Record extracts
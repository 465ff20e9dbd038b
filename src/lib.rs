//! # Stageflow: Dataflow Pipelines for Simulation Segments
//!
//! Stageflow is the execution core shared by the segments of a distributed
//! simulation (clock, ground station, spacecraft, viewer): each segment
//! expresses its internal behavior as a declaratively-wired graph of
//! message-processing stages, driven by one cooperative scheduler over an
//! external reactor.
//!
//! ## Core Concepts
//!
//! - **Stages**: one-method units of work in five roles — Source, Target,
//!   Condition, Event, Action ([`stage`])
//! - **Messages**: epoch-optional JSON payloads ([`message`])
//! - **Programs**: fluent behavior/scenario wiring with role adjacency
//!   enforced at build time ([`graphs`])
//! - **Control stages**: split/merge fan-out and fan-in, epoch windows,
//!   priority-queue gates ([`control`])
//! - **Scheduler**: a single FIFO work queue drained by a self-rescheduling
//!   reactor tick ([`schedulers`], [`reactor`])
//!
//! ## Quick Start
//!
//! ```
//! use std::sync::Arc;
//! use stageflow::event_bus::EventBus;
//! use stageflow::graphs::Program;
//! use stageflow::schedulers::Scheduler;
//! use stageflow::utils::testing::{CountingSource, ManualReactor, RecordingTarget};
//!
//! # fn main() -> Result<(), stageflow::graphs::GraphError> {
//! let bus = EventBus::default();
//! let scheduler = Scheduler::new(Arc::new(ManualReactor::new()), bus.get_sender());
//!
//! let mut program = Program::new("demo", &scheduler);
//! let counter = program.add_source("counter", CountingSource::default());
//! let recorder = RecordingTarget::new();
//! let records = recorder.records();
//! let sink = program.add_target("sink", recorder);
//!
//! program
//!     .behavior("demo")
//!     .scenario("count once")
//!     .from("counter emits", counter)?
//!     .to("record the value", sink)?;
//!
//! scheduler.enqueue(None, counter);
//! scheduler.drain_now();
//! assert_eq!(records.len(), 1);
//! # Ok(())
//! # }
//! ```
//!
//! In a real segment the reactor is [`reactor::TokioReactor`], sources are
//! socket wrappers or clock generators registered with periodic/delayed/
//! I/O triggers, and `scheduler.start()` replaces the manual drain.
//!
//! ## Error Handling
//!
//! Wiring mistakes fail at the builder call that caused them
//! ([`graphs::GraphError`]) — a malformed graph never reaches the
//! scheduler. Stage failures at run time are isolated per work item: the
//! drain logs them, reports them to the [`event_bus`], drops the item, and
//! keeps going.
//!
//! ## Module Guide
//!
//! - [`message`] - payloads and epoch utilities
//! - [`stage`] - the five role contracts and stage errors
//! - [`types`] - stage identities and the role tag set
//! - [`graphs`] - program builder and the pipeline dispatcher
//! - [`control`] - split/merge, epoch windows, priority-queue gates
//! - [`schedulers`] - the cooperative scheduler
//! - [`reactor`] - the external reactor surface and the Tokio impl
//! - [`event_bus`] - observability events and sinks
//! - [`telemetry`] - tracing setup and event formatting
//! - [`utils`] - test-support stages and fixtures

pub mod control;
pub mod event_bus;
pub mod graphs;
pub mod message;
pub mod reactor;
pub mod schedulers;
pub mod stage;
pub mod telemetry;
pub mod types;
pub mod utils;
//! The fluent graph builder.
//!
//! A [`Program`] wires stages into scenario chains against a scheduler.
//! Stages are registered once (`add_*`), yielding copyable handles; the
//! chain verbs then link them:
//!
//! ```text
//! program
//!     .behavior("telemetry handling")
//!     .scenario("downlink pass")
//!     .from("telemetry arrives", downlink)?     // Source (or Split/Merge)
//!     .when("frame decoded", decoder)?          // Event
//!     .given("inside the pass window", window)? // Condition
//!     .is(true)?
//!     .then("update state vector", propagate)?  // Action
//!     .to("publish state", publisher)?;         // Target — seals the chain
//! ```
//!
//! Role adjacency is enforced at each call: a verb handed the wrong stage
//! role, a verb out of sequence, or a rebinding of an already-bound link
//! fails synchronously with a descriptive [`GraphError`], so a malformed
//! graph can never reach the scheduler. `and(..)` repeats the previous
//! verb's role requirement, chaining another same-role stage off the
//! cursor (targets chain because a target forwards its input unchanged).
//!
//! `behavior(..)` is purely organizational; `scenario(..)` opens an
//! independent chain and resets the cursor. A source registered with a
//! trigger (periodic, delayed, I/O readiness) is registered with the
//! scheduler by the `from(..)` verb that first names it — not deferred to
//! run time.

use std::time::Duration;

use crate::control::queue::EpochQueue;
use crate::reactor::{Interest, IoWatch};
use crate::schedulers::Scheduler;
use crate::stage::{Action, Condition, Event, Source, Target};
use crate::types::{StageHandle, StageId, StageKind};

use super::errors::GraphError;
use super::pipeline::{StageBody, Trigger};

#[derive(Clone, Copy, PartialEq, Eq)]
enum Verb {
    From,
    When,
    Given,
    Then,
    To,
}

impl Verb {
    fn name(self) -> &'static str {
        match self {
            Verb::From => "from",
            Verb::When => "when",
            Verb::Given => "given",
            Verb::Then => "then",
            Verb::To => "to",
        }
    }

    fn expects(self) -> &'static str {
        match self {
            Verb::From => "a Source (or a Split/Merge hybrid)",
            Verb::When => "an Event",
            Verb::Given => "a Condition",
            Verb::Then => "an Action",
            Verb::To => "a Target (or a Split/Merge hybrid)",
        }
    }

    fn accepts(self, kind: StageKind) -> bool {
        match self {
            Verb::From => kind.acts_as_source(),
            Verb::When => kind == StageKind::Event,
            Verb::Given => kind == StageKind::Condition,
            Verb::Then => kind == StageKind::Action,
            Verb::To => kind.acts_as_target(),
        }
    }
}

#[derive(Clone, Copy)]
enum Cursor {
    Empty,
    At {
        stage: StageId,
        kind: StageKind,
        verb: Verb,
    },
}

/// Builder for one segment's scenario graph.
///
/// See the [module docs](self) for the verb grammar. A program holds a
/// clone of the scheduler it builds against, so several programs may wire
/// into the same scheduler (typically one program per segment).
pub struct Program {
    name: String,
    scheduler: Scheduler,
    behavior: Option<String>,
    scenario: Option<String>,
    cursor: Cursor,
}

impl std::fmt::Debug for Program {
    fn fmt(&self, f: &mut std::fmt::Formatter<'_>) -> std::fmt::Result {
        f.debug_struct("Program")
            .field("name", &self.name)
            .field("behavior", &self.behavior)
            .field("scenario", &self.scenario)
            .finish_non_exhaustive()
    }
}

impl Program {
    pub fn new(name: impl Into<String>, scheduler: &Scheduler) -> Self {
        Self {
            name: name.into(),
            scheduler: scheduler.clone(),
            behavior: None,
            scenario: None,
            cursor: Cursor::Empty,
        }
    }

    #[must_use]
    pub fn name(&self) -> &str {
        &self.name
    }

    // ------------------------------------------------------------------
    // Stage registration
    // ------------------------------------------------------------------

    /// Registers a plain source, driven by upstream wiring or by direct
    /// scheduler injection.
    pub fn add_source(&mut self, label: &str, stage: impl Source + 'static) -> StageHandle {
        self.insert(label, StageBody::Source(Box::new(stage)), None)
    }

    /// Registers a source fired by a recurring timer.
    pub fn add_periodic_source(
        &mut self,
        label: &str,
        stage: impl Source + 'static,
        every: Duration,
    ) -> StageHandle {
        self.insert(
            label,
            StageBody::Source(Box::new(stage)),
            Some(Trigger::Periodic(every)),
        )
    }

    /// Registers a source fired once after a delay.
    pub fn add_delayed_source(
        &mut self,
        label: &str,
        stage: impl Source + 'static,
        after: Duration,
    ) -> StageHandle {
        self.insert(
            label,
            StageBody::Source(Box::new(stage)),
            Some(Trigger::Delayed(after)),
        )
    }

    /// Registers a source fired on I/O readiness.
    pub fn add_io_source(
        &mut self,
        label: &str,
        stage: impl Source + 'static,
        watch: Box<dyn IoWatch>,
        interest: Interest,
    ) -> StageHandle {
        self.insert(
            label,
            StageBody::Source(Box::new(stage)),
            Some(Trigger::Handler { watch, interest }),
        )
    }

    pub fn add_target(&mut self, label: &str, stage: impl Target + 'static) -> StageHandle {
        self.insert(label, StageBody::Target(Box::new(stage)), None)
    }

    pub fn add_condition(&mut self, label: &str, stage: impl Condition + 'static) -> StageHandle {
        self.insert(label, StageBody::Condition(Box::new(stage)), None)
    }

    pub fn add_event(&mut self, label: &str, stage: impl Event + 'static) -> StageHandle {
        self.insert(label, StageBody::Event(Box::new(stage)), None)
    }

    pub fn add_action(&mut self, label: &str, stage: impl Action + 'static) -> StageHandle {
        self.insert(label, StageBody::Action(Box::new(stage)), None)
    }

    /// Registers a fan-out stage; every chain that names it as a target
    /// adds an upstream, every chain that opens `from` it adds a branch.
    pub fn add_split(&mut self, label: &str) -> StageHandle {
        self.insert(label, StageBody::Split, None)
    }

    /// Registers a fan-in barrier; arity is the number of upstreams wired
    /// into it.
    pub fn add_merge(&mut self, label: &str) -> StageHandle {
        self.insert(label, StageBody::Merge(crate::control::fan::Merge::new()), None)
    }

    /// Registers a branch terminator: swallows its input and forwards an
    /// empty message downstream.
    pub fn add_block(&mut self, label: &str) -> StageHandle {
        self.insert(label, StageBody::Block, None)
    }

    /// Registers a priority-queue put gate. Routes true on acceptance,
    /// false when the queue is full.
    pub fn add_put(&mut self, label: &str, queue: &EpochQueue) -> StageHandle {
        self.insert(label, StageBody::Put(queue.clone()), None)
    }

    /// Registers a priority-queue get gate. Routes the popped message true,
    /// or the triggering message false when the queue is empty.
    pub fn add_get(&mut self, label: &str, queue: &EpochQueue) -> StageHandle {
        self.insert(label, StageBody::Get(queue.clone()), None)
    }

    /// Registers a non-consuming queue probe. Routes true while the queue
    /// holds messages.
    pub fn add_peek(&mut self, label: &str, queue: &EpochQueue) -> StageHandle {
        self.insert(label, StageBody::Peek(queue.clone()), None)
    }

    fn insert(&mut self, label: &str, body: StageBody, trigger: Option<Trigger>) -> StageHandle {
        self.scheduler
            .pipeline()
            .lock()
            .expect("pipeline poisoned")
            .insert(label, body, trigger)
    }

    // ------------------------------------------------------------------
    // Grouping
    // ------------------------------------------------------------------

    /// Opens an organizational group. No runtime effect.
    pub fn behavior(&mut self, name: &str) -> &mut Self {
        tracing::debug!(program = %self.name, behavior = name, "opening behavior");
        self.behavior = Some(name.to_string());
        self
    }

    /// Opens an independent scenario chain, resetting the cursor.
    pub fn scenario(&mut self, name: &str) -> &mut Self {
        tracing::debug!(
            program = %self.name,
            behavior = self.behavior.as_deref(),
            scenario = name,
            "opening scenario"
        );
        self.scenario = Some(name.to_string());
        self.cursor = Cursor::Empty;
        self
    }

    // ------------------------------------------------------------------
    // Chain verbs
    // ------------------------------------------------------------------

    /// Opens the chain at a source. If the source carries an external
    /// trigger it is registered with the scheduler here, exactly once.
    pub fn from(&mut self, label: &str, stage: StageHandle) -> Result<&mut Self, GraphError> {
        self.require_scenario("from", label)?;
        match self.cursor {
            Cursor::Empty => {}
            Cursor::At { verb: Verb::To, .. } => {
                return Err(GraphError::SealedScenario {
                    label: label.to_string(),
                })
            }
            Cursor::At { verb, .. } => {
                return Err(GraphError::MisplacedVerb {
                    verb: "from",
                    label: label.to_string(),
                    previous: verb.name(),
                })
            }
        }
        self.check_role(Verb::From, "from", label, stage)?;
        self.register_trigger(stage);
        self.cursor = Cursor::At {
            stage: stage.id(),
            kind: stage.kind(),
            verb: Verb::From,
        };
        Ok(self)
    }

    /// Attaches an event to a `from`/`when` cursor.
    pub fn when(&mut self, label: &str, stage: StageHandle) -> Result<&mut Self, GraphError> {
        self.chain("when", Verb::When, &[Verb::From, Verb::When], label, stage)
    }

    /// Attaches a condition; must be followed by [`is`](Self::is).
    pub fn given(&mut self, label: &str, stage: StageHandle) -> Result<&mut Self, GraphError> {
        self.chain(
            "given",
            Verb::Given,
            &[Verb::From, Verb::When, Verb::Given],
            label,
            stage,
        )
    }

    /// Selects which branch of the cursor condition the next verb wires.
    pub fn is(&mut self, branch: bool) -> Result<&mut Self, GraphError> {
        let Cursor::At {
            stage,
            kind: StageKind::Condition,
            ..
        } = self.cursor
        else {
            return Err(GraphError::IsOutsideGiven { value: branch });
        };
        self.scheduler
            .pipeline()
            .lock()
            .expect("pipeline poisoned")
            .select_branch(stage, branch)?;
        Ok(self)
    }

    /// Attaches an action.
    pub fn then(&mut self, label: &str, stage: StageHandle) -> Result<&mut Self, GraphError> {
        self.chain(
            "then",
            Verb::Then,
            &[Verb::From, Verb::When, Verb::Given],
            label,
            stage,
        )
    }

    /// Attaches a target, sealing the chain; only `and` may follow.
    pub fn to(&mut self, label: &str, stage: StageHandle) -> Result<&mut Self, GraphError> {
        self.chain(
            "to",
            Verb::To,
            &[Verb::From, Verb::When, Verb::Given, Verb::Then],
            label,
            stage,
        )
    }

    /// Repeats the previous verb's role requirement, chaining a same-role
    /// stage off the cursor.
    pub fn and(&mut self, label: &str, stage: StageHandle) -> Result<&mut Self, GraphError> {
        self.require_scenario("and", label)?;
        let Cursor::At {
            stage: cursor,
            verb,
            ..
        } = self.cursor
        else {
            return Err(GraphError::MisplacedVerb {
                verb: "and",
                label: label.to_string(),
                previous: "scenario start",
            });
        };
        self.check_role(verb, "and", label, stage)?;
        if verb == Verb::From {
            self.register_trigger(stage);
        }
        self.link(cursor, stage.id())?;
        self.cursor = Cursor::At {
            stage: stage.id(),
            kind: stage.kind(),
            verb,
        };
        Ok(self)
    }

    // ------------------------------------------------------------------
    // Internals
    // ------------------------------------------------------------------

    fn chain(
        &mut self,
        verb_name: &'static str,
        verb: Verb,
        after: &[Verb],
        label: &str,
        stage: StageHandle,
    ) -> Result<&mut Self, GraphError> {
        self.require_scenario(verb_name, label)?;
        let Cursor::At {
            stage: cursor,
            verb: previous,
            ..
        } = self.cursor
        else {
            return Err(GraphError::MisplacedVerb {
                verb: verb_name,
                label: label.to_string(),
                previous: "scenario start",
            });
        };
        if previous == Verb::To {
            return Err(GraphError::SealedScenario {
                label: label.to_string(),
            });
        }
        if !after.contains(&previous) {
            return Err(GraphError::MisplacedVerb {
                verb: verb_name,
                label: label.to_string(),
                previous: previous.name(),
            });
        }
        self.check_role(verb, verb_name, label, stage)?;
        self.link(cursor, stage.id())?;
        self.cursor = Cursor::At {
            stage: stage.id(),
            kind: stage.kind(),
            verb,
        };
        Ok(self)
    }

    fn check_role(
        &self,
        verb: Verb,
        verb_name: &'static str,
        label: &str,
        stage: StageHandle,
    ) -> Result<(), GraphError> {
        if verb.accepts(stage.kind()) {
            Ok(())
        } else {
            Err(GraphError::RoleMismatch {
                verb: verb_name,
                label: label.to_string(),
                expected: verb.expects(),
                found: stage.kind(),
            })
        }
    }

    fn require_scenario(&self, verb: &'static str, label: &str) -> Result<(), GraphError> {
        if self.scenario.is_some() {
            Ok(())
        } else {
            Err(GraphError::NoScenario {
                verb,
                label: label.to_string(),
            })
        }
    }

    fn link(&mut self, from: StageId, to: StageId) -> Result<(), GraphError> {
        self.scheduler
            .pipeline()
            .lock()
            .expect("pipeline poisoned")
            .link(from, to)
    }

    fn register_trigger(&mut self, stage: StageHandle) {
        let trigger = self
            .scheduler
            .pipeline()
            .lock()
            .expect("pipeline poisoned")
            .take_trigger(stage.id());
        match trigger {
            Some(Trigger::Periodic(every)) => self.scheduler.periodic(stage, every),
            Some(Trigger::Delayed(after)) => self.scheduler.delayed(stage, after),
            Some(Trigger::Handler { watch, interest }) => {
                self.scheduler.handler(stage, watch, interest)
            }
            None => {}
        }
    }
}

Task details
Filter the entries above down to the lines containing the word "priority".

Response to the task
//!   priority-queue gates ([`control`])
//! - [`control`] - split/merge, epoch windows, priority-queue gates
    /// Registers a priority-queue put gate. Routes true on acceptance,
    /// Registers a priority-queue get gate. Routes the popped message true,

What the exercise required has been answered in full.